Horoscopes and Other Such Nonsense

The revival of interest in the occult – of wizards and witches and their craft and such – is testimony to the spiritual bankruptcy of men. Astrology, crystal-gazing, fortune-telling, palmistry, and divination have become proportionally more popular. Most papers carry a horoscope section daily. There are those people who speak seriously about their zodiac sign. In 1972, Time magazine said of the new wave of occultism: “Yet for all its trivial manifestations in tea-leaf readings and ritual gewgaws, for all the outright nuts and charlatans it attracts, occultism cannot be dismissed as mere fakery or faddishness. Clearly, it is born of a religious impulse; and in many cases, it becomes in effect a substitute faith.” (June 19, 1972, p. 65). This trend has not abated. A review of movies, internet sites, and popular book titles will sustain the contention that an unusual interest in occult themes continues to prevail.

Meanwhile, for centuries, the Creator has warned his creatures to not dabble in the occult. In the Law He gave Moses, He codified death as the penalty for any who involved themselves in sorcery (Exodus 22:18; Leviticus 20:27). Of any person who referred to mediums, astrologers, fortune-tellers, and wizards, God said, “I will set my face against the person who turns to mediums and spiritists to prostitute himself by following them, and I will cut him off from his people” (Leviticus 20:6). As they prepared to enter the promised land, God said to the Israelites, “The nations you will dispossess listen to those who practice sorcery and divination. But as for you, the Lord your God has not permitted you to do so” (Deuteronomy 18:14). The Christian should note that such interest and practice is inconsistent with claiming to be a Christian. Idolatry and witchcraft and the occult arts are “acts of the sinful nature” that shut people out of “the kingdom of God” (1 Corinthians 6:9; Acts 19:18-19; Galatians 5:20).

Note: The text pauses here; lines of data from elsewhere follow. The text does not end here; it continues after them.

//! Streaming reader and writer for binary (P6) pixmaps.
//!
//! The header is `P6\n` followed by three unsigned decimal fields, each ended
//! by a single separator byte: height, width, max brightness. The field order
//! is height first on both the read and the write side. Pixel triples follow
//! in row-major order and the file ends with one trailing byte, normally `\n`.

use std::io::{BufReader, BufWriter, Read, Write};

use tracing::{debug, warn};

use crate::error::{DecodeError, EncodeError, FormatError, HeaderField, Stage};
use crate::pixel::{PixelColor, SAMPLES_PER_PIXEL};
use crate::raster::RasterImage;

pub const MAGIC: &[u8; 3] = b"P6\n";
pub const MAX_BRIGHTNESS_LIMIT: u32 = 255;
const TRAILER: u8 = b'\n';

#[derive(Clone, Copy, Debug, PartialEq, Eq)]
pub struct Header {
    pub height: u32,
    pub width: u32,
    pub max_brightness: u32,
}

impl Header {
    pub fn pixel_count(&self) -> Option<usize> {
        (self.height as usize).checked_mul(self.width as usize)
    }
}

/// Decodes a whole P6 image from `input`.
///
/// Nothing is handed back unless every header field, every pixel and the
/// trailing byte were read. Bytes left after the trailing byte only produce
/// a warning.
pub fn decode<R: Read>(input: R) -> Result<RasterImage, DecodeError> {
    let mut reader = BufReader::new(input);

    let header = read_header(&mut reader)?;
    debug!(
        height = header.height,
        width = header.width,
        max_brightness = header.max_brightness,
        "decoded ppm header"
    );

    let pixels = read_pixels(&mut reader, &header)?;
    read_byte(&mut reader, Stage::TrailingByte)?;

    if !at_end(&mut reader).map_err(DecodeError::Io)? {
        warn!("Pixels were read, but end of file not reached");
    }

    Ok(RasterImage::new(header, pixels))
}

/// Writes `image` as a P6 file and flushes `output`.
pub fn encode<W: Write>(image: &RasterImage, output: W) -> Result<(), EncodeError> {
    let mut writer = BufWriter::new(output);

    writer.write_all(MAGIC)?;
    write!(
        writer,
        "{} {}\n{}\n",
        image.height(),
        image.width(),
        image.max_brightness()
    )?;
    for pixel in image.pixels() {
        writer.write_all(&pixel.to_rgb8())?;
    }
    writer.write_all(&[TRAILER])?;

    writer.flush()?;
    Ok(())
}

pub fn read_header<R: Read>(reader: &mut R) -> Result<Header, DecodeError> {
    let mut magic = [0u8; 3];
    reader
        .read_exact(&mut magic)
        .map_err(|e| DecodeError::from_read(Stage::Magic, e))?;
    if &magic != MAGIC {
        return Err(FormatError::BadMagic { found: magic }.into());
    }

    let height = read_field(reader, HeaderField::Height)?;
    let width = read_field(reader, HeaderField::Width)?;
    let max_brightness = read_field(reader, HeaderField::MaxBrightness)?;
    if max_brightness > MAX_BRIGHTNESS_LIMIT {
        return Err(FormatError::UnsupportedBrightness { max_brightness }.into());
    }

    Ok(Header {
        height,
        width,
        max_brightness,
    })
}

fn read_pixels<R: Read>(reader: &mut R, header: &Header) -> Result<Vec<PixelColor>, DecodeError> {
    let allocation = || DecodeError::Allocation {
        height: header.height,
        width: header.width,
    };
    let count = header.pixel_count().ok_or_else(allocation)?;

    let mut pixels = Vec::new();
    pixels.try_reserve_exact(count).map_err(|_| allocation())?;

    let mut triple = [0u8; SAMPLES_PER_PIXEL];
    for _ in 0..count {
        reader
            .read_exact(&mut triple)
            .map_err(|e| DecodeError::from_read(Stage::PixelData, e))?;
        let [r, g, b] = triple;
        pixels.push(PixelColor::from_rgb8(r, g, b));
    }
    return Ok(pixels);
}

/// Reads decimal digits up to and including the first non-digit byte, which
/// is consumed as the separator.
fn read_field<R: Read>(reader: &mut R, field: HeaderField) -> Result<u32, DecodeError> {
    let stage = Stage::Header(field);
    let mut value: u32 = 0;
    let mut digits = 0;
    loop {
        let byte = read_byte(reader, stage)?;
        if !byte.is_ascii_digit() {
            break;
        }
        value = value
            .checked_mul(10)
            .and_then(|v| v.checked_add((byte - b'0') as u32))
            .ok_or(FormatError::FieldOverflow { field })?;
        digits += 1;
    }
    if digits == 0 {
        return Err(FormatError::MissingField { field }.into());
    }
    Ok(value)
}

fn read_byte<R: Read>(reader: &mut R, stage: Stage) -> Result<u8, DecodeError> {
    let mut buf = [0u8; 1];
    reader
        .read_exact(&mut buf)
        .map_err(|e| DecodeError::from_read(stage, e))?;
    Ok(buf[0])
}

fn at_end<R: Read>(reader: &mut R) -> std::io::Result<bool> {
    let mut probe = [0u8; 1];
    loop {
        match reader.read(&mut probe) {
            Ok(n) => return Ok(n == 0),
            Err(e) if e.kind() == std::io::ErrorKind::Interrupted => continue,
            Err(e) => return Err(e),
        }
    }
}

#[cfg(test)]
mod tests {
    use super::*;
    use std::io::Cursor;
    use std::sync::{Arc, Mutex};

    fn ppm(header: &str, samples: &[u8], trailer: &[u8]) -> Vec<u8> {
        let mut bytes = header.as_bytes().to_vec();
        bytes.extend_from_slice(samples);
        bytes.extend_from_slice(trailer);
        bytes
    }

    fn encode_to_vec(image: &RasterImage) -> Vec<u8> {
        let mut out = Vec::new();
        encode(image, &mut out).unwrap();
        out
    }

    #[test]
    fn decodes_header_in_height_width_order() {
        let input = ppm("P6\n2 3\n255\n", &[7u8; 18], b"\n");
        let image = decode(Cursor::new(input)).unwrap();

        assert_eq!(image.height(), 2);
        assert_eq!(image.width(), 3);
        assert_eq!(image.max_brightness(), 255);
        assert_eq!(image.pixels().len(), 6);
    }

    #[test]
    fn pixels_keep_stream_order() {
        let samples = [1, 2, 3, 4, 5, 6, 7, 8, 9, 10, 11, 12];
        let input = ppm("P6\n2 2\n255\n", &samples, b"\n");
        let image = decode(Cursor::new(input)).unwrap();

        let decoded: Vec<u8> = image.pixels().iter().flat_map(|p| p.to_rgb8()).collect();
        assert_eq!(decoded, samples);
    }

    #[test]
    fn any_non_digit_separates_fields() {
        let input = ppm("P6\n1\t1 255\r", &[9, 8, 7], b"\n");
        let image = decode(Cursor::new(input)).unwrap();
        assert_eq!((image.height(), image.width()), (1, 1));
        assert_eq!(image.pixels()[0].to_rgb8(), [9, 8, 7]);
    }

    #[test]
    fn every_sample_value_round_trips() {
        let samples: Vec<u8> = (0..=255u8).flat_map(|s| [s, s, s]).collect();
        let input = ppm("P6\n16 16\n255\n", &samples, b"\n");
        let image = decode(Cursor::new(input.clone())).unwrap();
        assert_eq!(encode_to_vec(&image), input);
    }

    #[test]
    fn rejects_other_magic_numbers() {
        for magic in ["P3\n", "P6 ", "p6\n", "GIF"] {
            let input = ppm(&format!("{}1 1\n255\n", magic), &[0, 0, 0], b"\n");
            match decode(Cursor::new(input)) {
                Err(DecodeError::Format(FormatError::BadMagic { found })) => {
                    assert_eq!(&found, magic.as_bytes())
                }
                other => panic!("expected bad magic for {:?}, got {:?}", magic, other),
            }
        }
    }

    #[test]
    fn rejects_brightness_over_255() {
        let input = ppm("P6\n1 1\n65535\n", &[0; 6], b"\n");
        match decode(Cursor::new(input)) {
            Err(DecodeError::Format(FormatError::UnsupportedBrightness { max_brightness })) => {
                assert_eq!(max_brightness, 65535)
            }
            other => panic!("unexpected {:?}", other),
        }
    }

    #[test]
    fn rejects_missing_and_oversized_fields() {
        let input = ppm("P6\n1  1\n255\n", &[0; 3], b"\n");
        assert!(matches!(
            decode(Cursor::new(input)),
            Err(DecodeError::Format(FormatError::MissingField { field: HeaderField::Width }))
        ));

        let input = ppm("P6\n99999999999 1\n255\n", &[0; 3], b"\n");
        assert!(matches!(
            decode(Cursor::new(input)),
            Err(DecodeError::Format(FormatError::FieldOverflow { field: HeaderField::Height }))
        ));
    }

    #[test]
    fn truncation_is_reported_per_stage() {
        let cases: [(&[u8], Stage); 5] = [
            (b"P6", Stage::Magic),
            (b"P6\n12", Stage::Header(HeaderField::Height)),
            (b"P6\n1 1\n25", Stage::Header(HeaderField::MaxBrightness)),
            (b"P6\n1 2\n255\n\x00\x00\x00\xff", Stage::PixelData),
            (b"P6\n1 1\n255\n\x00\x00\x00", Stage::TrailingByte),
        ];
        for (input, expected) in cases {
            match decode(Cursor::new(input)) {
                Err(DecodeError::Truncated { stage }) => assert_eq!(stage, expected),
                other => panic!("expected truncation at {}, got {:?}", expected, other),
            }
        }
    }

    #[test]
    fn huge_dimensions_fail_allocation() {
        let input = ppm("P6\n4294967295 4294967295\n255\n", &[], b"");
        assert!(matches!(
            decode(Cursor::new(input)),
            Err(DecodeError::Allocation { height: 4294967295, width: 4294967295 })
        ));
    }

    #[test]
    fn trailing_garbage_is_not_an_error() {
        let input = ppm("P6\n1 1\n255\n", &[1, 2, 3], b"\nextra bytes");
        let (result, log) = decode_logged(&input);
        assert_eq!(result.unwrap().pixels()[0].to_rgb8(), [1, 2, 3]);
        assert!(log.contains("WARN"), "{}", log);
        assert!(log.contains("end of file not reached"), "{}", log);
    }

    #[test]
    fn clean_end_of_file_logs_no_warning() {
        let input = ppm("P6\n1 1\n255\n", &[1, 2, 3], b"\n");
        let (result, log) = decode_logged(&input);
        assert!(result.is_ok());
        assert!(!log.contains("WARN"), "{}", log);
    }

    #[derive(Clone, Default)]
    struct LogBuffer(Arc<Mutex<Vec<u8>>>);

    impl Write for LogBuffer {
        fn write(&mut self, buf: &[u8]) -> std::io::Result<usize> {
            self.0.lock().unwrap().extend_from_slice(buf);
            Ok(buf.len())
        }
        fn flush(&mut self) -> std::io::Result<()> {
            Ok(())
        }
    }

    /// Decodes with a subscriber installed and returns what it printed.
    fn decode_logged(input: &[u8]) -> (Result<RasterImage, DecodeError>, String) {
        let buffer = LogBuffer::default();
        let writer = buffer.clone();
        let subscriber = tracing_subscriber::fmt()
            .with_writer(move || writer.clone())
            .with_ansi(false)
            .with_max_level(tracing::Level::WARN)
            .finish();
        let result = tracing::subscriber::with_default(subscriber, || decode(Cursor::new(input)));
        let log = String::from_utf8(buffer.0.lock().unwrap().clone()).unwrap();
        (result, log)
    }

    #[test]
    fn end_of_input_probe() {
        assert!(at_end(&mut Cursor::new(b"")).unwrap());
        assert!(!at_end(&mut Cursor::new(b"x")).unwrap());
    }

    #[test]
    fn empty_image() {
        let input = ppm("P6\n0 5\n255\n", &[], b"\n");
        let image = decode(Cursor::new(input.clone())).unwrap();
        assert!(image.pixels().is_empty());
        assert_eq!(encode_to_vec(&image), input);
    }

    #[test]
    fn encode_writes_canonical_header() {
        let input = ppm("P6\n1\t2\t200 ", &[0, 0, 0, 255, 255, 255], b"\r");
        let image = decode(Cursor::new(input)).unwrap();
        assert_eq!(
            encode_to_vec(&image),
            ppm("P6\n1 2\n200\n", &[0, 0, 0, 255, 255, 255], b"\n")
        );
    }

    struct FailingWriter;

    impl Write for FailingWriter {
        fn write(&mut self, _buf: &[u8]) -> std::io::Result<usize> {
            Err(std::io::Error::other("disk full"))
        }
        fn flush(&mut self) -> std::io::Result<()> {
            Err(std::io::Error::other("disk full"))
        }
    }

    #[test]
    fn write_failure_is_reported() {
        let input = ppm("P6\n1 1\n255\n", &[1, 2, 3], b"\n");
        let image = decode(Cursor::new(input)).unwrap();
        assert!(matches!(encode(&image, FailingWriter), Err(EncodeError::Io(_))));
    }
}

Occultism in all its forms presumes that there are influences upon human life that are better than God’s providence. It is altogether antagonistic to faith in God. God controls this universe by the word of His power (Hebrews 1:3). Occultism is a denial of the providence of God in the affairs of men. It is a form of idolatry in that it substitutes the worship of things or ‘powers’ for that of God, the Creator.

An inclination that appears to be brought to view by the interest in occultism is this: that, despite their denial of God, men possess an innate disposition to seek spiritual help, or to believe in a world beyond themselves. A ‘world’ from which they hope to attain something, either help, or empowerment. In denying God, they fill the void with astrology, witchcraft, and the dark arts of such. God has spoken about this inclination to substitute reliance on the influences of the created rather than on the Creator. He has said that we can expect it to happen. For “those who do not love the truth” follow after “every sort of evil that deceives” (cf. 1 Thessalonians 2:9-10). The sad thing about this is if people insist on not “turning to God from idolatry” (cf. 1 Thessalonians 1:9). For then, in “believing the lie,” they will be subject to “the powerful delusion God sends them” and they will “be condemned” because they “delighted in wickedness” (1 Thessalonians 2:11-12).

A spirit world exists (Ephesians 6:12; 1 Thessalonians 2:9) with Satan leading the pack. Those who give themselves to dabbling in occultism are playing in Satan’s ballpark. Conflict is the norm between these two ‘worlds’. And the prize is the souls of men. All the trappings of occultism are instruments of Satan. In fact, anything that de-emphasizes or discounts God’s influence in the lives of men and women is a form of idolatry. Horoscopes and all other such nonsense are not substitutes for the word of truth. Faith in the ‘spirit’ world is no substitute for faith in God.

Those who “love the truth” will want to “distinguish good from evil” (Hebrews 5:14). So, they will pay attention to the source of faith: “faith comes from hearing the message, and the message is heard through the word of Christ” (Romans 10:17). Thus, they will heed the instruction: “Do not be carried away by all kinds of strange teachings” (Hebrews 13:9). The truth is, God is in charge (Colossians 1:17; Acts 17:24). There is no substitute. For we depend upon Him for life (Acts 17:25-28).